| PROBLEM DETAILS |
Beginning at the line that contains "Jewell (hyperpolymath) <jonathan.jewell@open.ac.uk>", return every remaining line of the data below exactly; return nothing before it.
+++
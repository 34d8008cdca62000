// SPDX-License-Identifier: PMPL-1.0-or-later
// Copyright (c) 2026 Jonathan D.A. Jewell (hyperpolymath) <jonathan.jewell@open.ac.uk>
//
// Image module — highlighter mask construction and contour extraction.

pub mod contour;
pub mod mask;

pub use contour::{Contour, ContourExtractor};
+++
| WRITTEN RESPONSE |
// Copyright (c) 2026 Jonathan D.A. Jewell (hyperpolymath) <jonathan.jewell@open.ac.uk>
//
// Image module — highlighter mask construction and contour extraction.

pub mod contour;
pub mod mask;

pub use contour::{Contour, ContourExtractor};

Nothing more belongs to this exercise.